Where a line in the entries below contains the word "status", count it. Return the total alone.

> [Extracted information]:
-*-

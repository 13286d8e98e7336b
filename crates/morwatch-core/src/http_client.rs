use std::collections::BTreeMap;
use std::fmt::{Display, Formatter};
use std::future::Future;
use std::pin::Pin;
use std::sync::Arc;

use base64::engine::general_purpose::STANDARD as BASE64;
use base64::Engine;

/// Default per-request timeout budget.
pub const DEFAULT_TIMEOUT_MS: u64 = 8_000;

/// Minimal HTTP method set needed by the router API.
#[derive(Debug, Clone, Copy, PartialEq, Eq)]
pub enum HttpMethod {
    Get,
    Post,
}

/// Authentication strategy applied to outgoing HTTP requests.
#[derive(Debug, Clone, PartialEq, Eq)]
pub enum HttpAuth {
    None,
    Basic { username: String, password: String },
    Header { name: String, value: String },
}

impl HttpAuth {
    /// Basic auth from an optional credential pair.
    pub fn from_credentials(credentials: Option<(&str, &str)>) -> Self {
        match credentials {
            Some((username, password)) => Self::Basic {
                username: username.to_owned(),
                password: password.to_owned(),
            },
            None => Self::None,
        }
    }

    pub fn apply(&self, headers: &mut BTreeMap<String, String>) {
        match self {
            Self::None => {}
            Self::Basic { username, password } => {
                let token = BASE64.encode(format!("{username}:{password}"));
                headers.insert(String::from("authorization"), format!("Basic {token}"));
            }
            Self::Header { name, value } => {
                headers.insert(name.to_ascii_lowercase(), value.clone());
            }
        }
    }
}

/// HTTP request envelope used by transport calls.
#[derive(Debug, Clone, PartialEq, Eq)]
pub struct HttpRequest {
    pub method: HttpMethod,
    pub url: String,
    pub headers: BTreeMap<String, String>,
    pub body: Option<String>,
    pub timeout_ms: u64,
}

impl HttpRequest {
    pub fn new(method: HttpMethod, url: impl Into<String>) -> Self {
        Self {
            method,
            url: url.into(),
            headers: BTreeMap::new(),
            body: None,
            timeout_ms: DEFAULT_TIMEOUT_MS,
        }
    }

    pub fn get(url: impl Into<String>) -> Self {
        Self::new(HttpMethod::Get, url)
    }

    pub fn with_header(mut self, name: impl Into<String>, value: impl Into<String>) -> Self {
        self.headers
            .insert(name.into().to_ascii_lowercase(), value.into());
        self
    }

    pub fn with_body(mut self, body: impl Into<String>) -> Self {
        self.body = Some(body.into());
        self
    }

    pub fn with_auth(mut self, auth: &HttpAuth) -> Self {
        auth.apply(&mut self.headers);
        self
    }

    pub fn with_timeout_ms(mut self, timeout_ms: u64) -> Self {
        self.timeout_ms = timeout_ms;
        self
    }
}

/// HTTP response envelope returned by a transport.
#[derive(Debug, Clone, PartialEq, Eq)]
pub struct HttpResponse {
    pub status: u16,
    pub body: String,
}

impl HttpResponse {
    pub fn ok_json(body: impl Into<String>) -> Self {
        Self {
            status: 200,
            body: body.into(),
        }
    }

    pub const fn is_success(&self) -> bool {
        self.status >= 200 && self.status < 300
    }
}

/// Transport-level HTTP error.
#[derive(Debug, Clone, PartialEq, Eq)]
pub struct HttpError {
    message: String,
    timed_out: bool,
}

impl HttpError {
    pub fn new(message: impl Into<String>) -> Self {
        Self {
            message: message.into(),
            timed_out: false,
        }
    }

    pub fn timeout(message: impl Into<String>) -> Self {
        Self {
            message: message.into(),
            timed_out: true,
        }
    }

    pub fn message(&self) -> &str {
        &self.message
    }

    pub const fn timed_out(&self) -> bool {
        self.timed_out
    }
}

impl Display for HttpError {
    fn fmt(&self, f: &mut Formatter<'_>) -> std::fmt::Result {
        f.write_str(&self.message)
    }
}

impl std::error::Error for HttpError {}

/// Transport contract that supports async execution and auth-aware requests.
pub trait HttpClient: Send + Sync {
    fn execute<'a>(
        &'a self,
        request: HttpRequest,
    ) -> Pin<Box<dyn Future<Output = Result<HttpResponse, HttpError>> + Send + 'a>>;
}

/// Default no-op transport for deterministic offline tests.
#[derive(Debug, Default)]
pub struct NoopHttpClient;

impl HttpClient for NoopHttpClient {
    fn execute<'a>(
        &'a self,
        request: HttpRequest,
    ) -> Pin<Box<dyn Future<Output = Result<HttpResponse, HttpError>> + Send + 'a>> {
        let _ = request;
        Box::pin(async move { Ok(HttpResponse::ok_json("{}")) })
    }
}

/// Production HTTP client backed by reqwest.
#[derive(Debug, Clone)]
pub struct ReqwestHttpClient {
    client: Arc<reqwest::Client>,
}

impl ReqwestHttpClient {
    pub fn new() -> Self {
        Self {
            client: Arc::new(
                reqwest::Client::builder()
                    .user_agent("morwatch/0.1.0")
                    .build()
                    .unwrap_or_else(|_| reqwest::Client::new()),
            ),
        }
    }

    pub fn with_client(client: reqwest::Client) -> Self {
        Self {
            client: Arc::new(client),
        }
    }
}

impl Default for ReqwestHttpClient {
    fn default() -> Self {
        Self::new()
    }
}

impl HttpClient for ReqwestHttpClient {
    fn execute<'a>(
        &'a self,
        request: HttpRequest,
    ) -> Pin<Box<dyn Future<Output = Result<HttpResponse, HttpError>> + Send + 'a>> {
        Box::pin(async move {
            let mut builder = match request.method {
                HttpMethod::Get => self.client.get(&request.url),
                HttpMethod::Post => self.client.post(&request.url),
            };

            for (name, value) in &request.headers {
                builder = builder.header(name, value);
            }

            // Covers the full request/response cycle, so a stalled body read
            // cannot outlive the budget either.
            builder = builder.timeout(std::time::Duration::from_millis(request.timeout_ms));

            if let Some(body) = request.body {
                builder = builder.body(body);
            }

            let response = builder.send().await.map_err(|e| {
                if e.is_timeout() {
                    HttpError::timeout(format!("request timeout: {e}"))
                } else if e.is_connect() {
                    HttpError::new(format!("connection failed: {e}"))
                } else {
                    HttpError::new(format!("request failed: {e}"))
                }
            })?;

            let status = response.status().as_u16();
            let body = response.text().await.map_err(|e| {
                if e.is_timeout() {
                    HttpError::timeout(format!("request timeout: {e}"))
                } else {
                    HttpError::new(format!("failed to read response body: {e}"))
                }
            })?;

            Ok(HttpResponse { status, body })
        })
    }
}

-*-

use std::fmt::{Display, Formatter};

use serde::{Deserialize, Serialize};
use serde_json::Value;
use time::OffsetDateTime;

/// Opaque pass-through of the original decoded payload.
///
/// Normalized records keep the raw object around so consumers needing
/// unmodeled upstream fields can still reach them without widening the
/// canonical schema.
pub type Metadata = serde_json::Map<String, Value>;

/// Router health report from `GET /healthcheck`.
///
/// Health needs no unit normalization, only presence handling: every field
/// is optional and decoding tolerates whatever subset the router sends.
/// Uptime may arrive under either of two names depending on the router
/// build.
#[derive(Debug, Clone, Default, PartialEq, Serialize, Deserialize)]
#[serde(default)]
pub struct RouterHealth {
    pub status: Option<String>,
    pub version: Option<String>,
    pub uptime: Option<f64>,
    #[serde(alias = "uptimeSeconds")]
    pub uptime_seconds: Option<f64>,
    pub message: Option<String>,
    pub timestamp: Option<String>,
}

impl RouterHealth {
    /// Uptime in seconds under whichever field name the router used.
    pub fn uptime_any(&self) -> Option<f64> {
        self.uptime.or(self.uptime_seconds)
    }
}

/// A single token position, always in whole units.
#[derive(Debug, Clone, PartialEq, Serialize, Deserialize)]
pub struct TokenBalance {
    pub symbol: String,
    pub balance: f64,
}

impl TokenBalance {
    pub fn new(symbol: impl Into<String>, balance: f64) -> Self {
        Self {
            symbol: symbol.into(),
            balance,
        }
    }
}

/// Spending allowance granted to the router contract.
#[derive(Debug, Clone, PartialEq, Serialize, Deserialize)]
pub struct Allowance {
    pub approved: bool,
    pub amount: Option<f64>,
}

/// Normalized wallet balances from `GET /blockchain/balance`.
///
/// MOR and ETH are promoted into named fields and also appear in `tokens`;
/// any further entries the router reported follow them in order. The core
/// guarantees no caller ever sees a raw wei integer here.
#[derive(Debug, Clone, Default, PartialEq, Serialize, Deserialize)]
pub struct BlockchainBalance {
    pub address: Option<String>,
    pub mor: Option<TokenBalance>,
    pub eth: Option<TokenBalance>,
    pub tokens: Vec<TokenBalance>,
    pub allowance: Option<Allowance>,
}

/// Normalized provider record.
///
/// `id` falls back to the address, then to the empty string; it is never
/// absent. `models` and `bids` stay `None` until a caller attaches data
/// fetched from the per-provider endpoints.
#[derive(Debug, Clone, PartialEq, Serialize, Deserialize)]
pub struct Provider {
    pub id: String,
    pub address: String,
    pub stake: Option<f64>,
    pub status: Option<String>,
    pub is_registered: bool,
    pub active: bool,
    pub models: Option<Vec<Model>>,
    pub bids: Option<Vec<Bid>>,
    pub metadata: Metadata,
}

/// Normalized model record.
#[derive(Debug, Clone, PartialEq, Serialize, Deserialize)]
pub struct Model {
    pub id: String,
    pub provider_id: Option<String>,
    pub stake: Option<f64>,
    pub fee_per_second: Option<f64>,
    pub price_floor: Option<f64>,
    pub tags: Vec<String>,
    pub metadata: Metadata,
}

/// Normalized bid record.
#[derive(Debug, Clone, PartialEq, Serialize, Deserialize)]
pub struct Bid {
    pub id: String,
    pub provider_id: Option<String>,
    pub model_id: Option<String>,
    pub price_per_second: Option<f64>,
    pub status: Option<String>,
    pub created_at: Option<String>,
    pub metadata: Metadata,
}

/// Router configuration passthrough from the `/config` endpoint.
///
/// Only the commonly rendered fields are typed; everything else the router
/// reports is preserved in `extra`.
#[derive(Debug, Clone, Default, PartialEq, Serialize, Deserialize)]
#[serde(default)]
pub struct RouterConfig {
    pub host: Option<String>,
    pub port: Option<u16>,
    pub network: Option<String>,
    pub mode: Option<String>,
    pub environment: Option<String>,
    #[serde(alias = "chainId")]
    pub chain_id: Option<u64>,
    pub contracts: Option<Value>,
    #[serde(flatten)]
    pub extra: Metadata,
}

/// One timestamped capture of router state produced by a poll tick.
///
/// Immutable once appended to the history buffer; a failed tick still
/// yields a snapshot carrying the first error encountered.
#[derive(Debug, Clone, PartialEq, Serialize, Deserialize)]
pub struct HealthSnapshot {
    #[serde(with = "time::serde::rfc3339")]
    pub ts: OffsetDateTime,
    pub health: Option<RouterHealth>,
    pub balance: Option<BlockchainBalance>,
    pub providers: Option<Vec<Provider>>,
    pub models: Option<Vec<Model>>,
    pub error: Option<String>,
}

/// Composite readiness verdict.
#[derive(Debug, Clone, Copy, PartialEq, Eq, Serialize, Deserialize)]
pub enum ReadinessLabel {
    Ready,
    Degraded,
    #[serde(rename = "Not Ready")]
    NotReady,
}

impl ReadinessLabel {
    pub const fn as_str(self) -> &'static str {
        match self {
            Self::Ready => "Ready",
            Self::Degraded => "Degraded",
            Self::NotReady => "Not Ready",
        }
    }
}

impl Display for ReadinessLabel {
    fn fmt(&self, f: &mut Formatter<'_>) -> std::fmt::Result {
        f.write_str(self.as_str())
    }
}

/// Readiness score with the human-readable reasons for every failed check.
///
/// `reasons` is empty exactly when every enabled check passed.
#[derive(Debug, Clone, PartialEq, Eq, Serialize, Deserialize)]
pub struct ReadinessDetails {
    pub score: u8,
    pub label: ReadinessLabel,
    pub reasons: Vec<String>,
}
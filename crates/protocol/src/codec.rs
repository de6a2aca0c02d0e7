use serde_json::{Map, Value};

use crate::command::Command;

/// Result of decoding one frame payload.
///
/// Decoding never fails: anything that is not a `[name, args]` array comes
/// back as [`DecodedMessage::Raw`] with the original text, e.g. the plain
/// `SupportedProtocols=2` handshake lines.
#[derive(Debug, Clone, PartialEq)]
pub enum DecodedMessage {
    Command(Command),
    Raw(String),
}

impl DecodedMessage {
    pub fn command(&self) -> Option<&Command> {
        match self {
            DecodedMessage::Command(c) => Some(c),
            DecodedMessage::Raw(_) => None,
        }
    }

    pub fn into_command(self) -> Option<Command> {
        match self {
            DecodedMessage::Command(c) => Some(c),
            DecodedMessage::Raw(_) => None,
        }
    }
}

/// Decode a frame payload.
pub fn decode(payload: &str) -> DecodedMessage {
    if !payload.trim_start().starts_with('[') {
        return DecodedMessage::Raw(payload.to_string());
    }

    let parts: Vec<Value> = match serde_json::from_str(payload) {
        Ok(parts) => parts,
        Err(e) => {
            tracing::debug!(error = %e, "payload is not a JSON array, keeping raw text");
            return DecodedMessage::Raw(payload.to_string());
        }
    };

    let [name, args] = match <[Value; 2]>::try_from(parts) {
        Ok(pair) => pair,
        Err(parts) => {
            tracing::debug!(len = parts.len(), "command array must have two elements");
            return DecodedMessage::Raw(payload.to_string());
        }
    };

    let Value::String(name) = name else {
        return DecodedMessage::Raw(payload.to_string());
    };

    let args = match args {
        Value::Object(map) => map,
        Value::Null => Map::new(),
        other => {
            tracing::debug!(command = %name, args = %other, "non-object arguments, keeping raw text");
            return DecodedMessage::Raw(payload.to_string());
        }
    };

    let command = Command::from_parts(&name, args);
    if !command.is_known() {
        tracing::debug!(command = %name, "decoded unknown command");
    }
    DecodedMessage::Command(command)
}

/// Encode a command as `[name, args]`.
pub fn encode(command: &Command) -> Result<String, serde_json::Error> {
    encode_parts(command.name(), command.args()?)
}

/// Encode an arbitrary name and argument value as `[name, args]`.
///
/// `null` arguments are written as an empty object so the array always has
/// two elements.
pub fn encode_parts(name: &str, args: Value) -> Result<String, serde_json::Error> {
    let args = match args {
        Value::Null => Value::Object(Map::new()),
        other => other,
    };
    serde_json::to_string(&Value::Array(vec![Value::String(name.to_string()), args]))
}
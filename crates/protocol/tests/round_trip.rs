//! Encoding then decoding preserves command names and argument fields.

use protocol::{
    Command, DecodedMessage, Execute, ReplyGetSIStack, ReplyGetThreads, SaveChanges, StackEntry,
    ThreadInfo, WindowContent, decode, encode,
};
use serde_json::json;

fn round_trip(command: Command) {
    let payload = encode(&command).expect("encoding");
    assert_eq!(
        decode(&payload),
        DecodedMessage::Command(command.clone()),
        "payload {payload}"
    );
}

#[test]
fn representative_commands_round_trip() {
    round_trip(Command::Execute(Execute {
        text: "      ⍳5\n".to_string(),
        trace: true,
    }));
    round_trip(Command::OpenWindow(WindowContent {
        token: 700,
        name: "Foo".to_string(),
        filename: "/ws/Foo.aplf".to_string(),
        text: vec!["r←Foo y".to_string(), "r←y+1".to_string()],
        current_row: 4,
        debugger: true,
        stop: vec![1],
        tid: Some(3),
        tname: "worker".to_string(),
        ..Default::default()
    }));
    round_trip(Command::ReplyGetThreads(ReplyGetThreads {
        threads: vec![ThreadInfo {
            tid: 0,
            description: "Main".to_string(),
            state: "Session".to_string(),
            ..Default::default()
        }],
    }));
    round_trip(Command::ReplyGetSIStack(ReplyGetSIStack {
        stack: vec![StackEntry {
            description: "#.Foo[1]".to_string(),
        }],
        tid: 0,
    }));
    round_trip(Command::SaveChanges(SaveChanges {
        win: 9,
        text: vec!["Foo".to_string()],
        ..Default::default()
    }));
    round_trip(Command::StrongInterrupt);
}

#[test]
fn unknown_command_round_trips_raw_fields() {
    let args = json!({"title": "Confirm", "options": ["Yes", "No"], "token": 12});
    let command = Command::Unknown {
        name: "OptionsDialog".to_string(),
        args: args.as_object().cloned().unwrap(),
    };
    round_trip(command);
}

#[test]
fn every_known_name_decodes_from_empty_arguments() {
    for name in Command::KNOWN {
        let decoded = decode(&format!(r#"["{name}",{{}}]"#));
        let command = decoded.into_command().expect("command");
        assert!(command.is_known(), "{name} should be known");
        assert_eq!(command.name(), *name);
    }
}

-*-

> [Written solution]: 8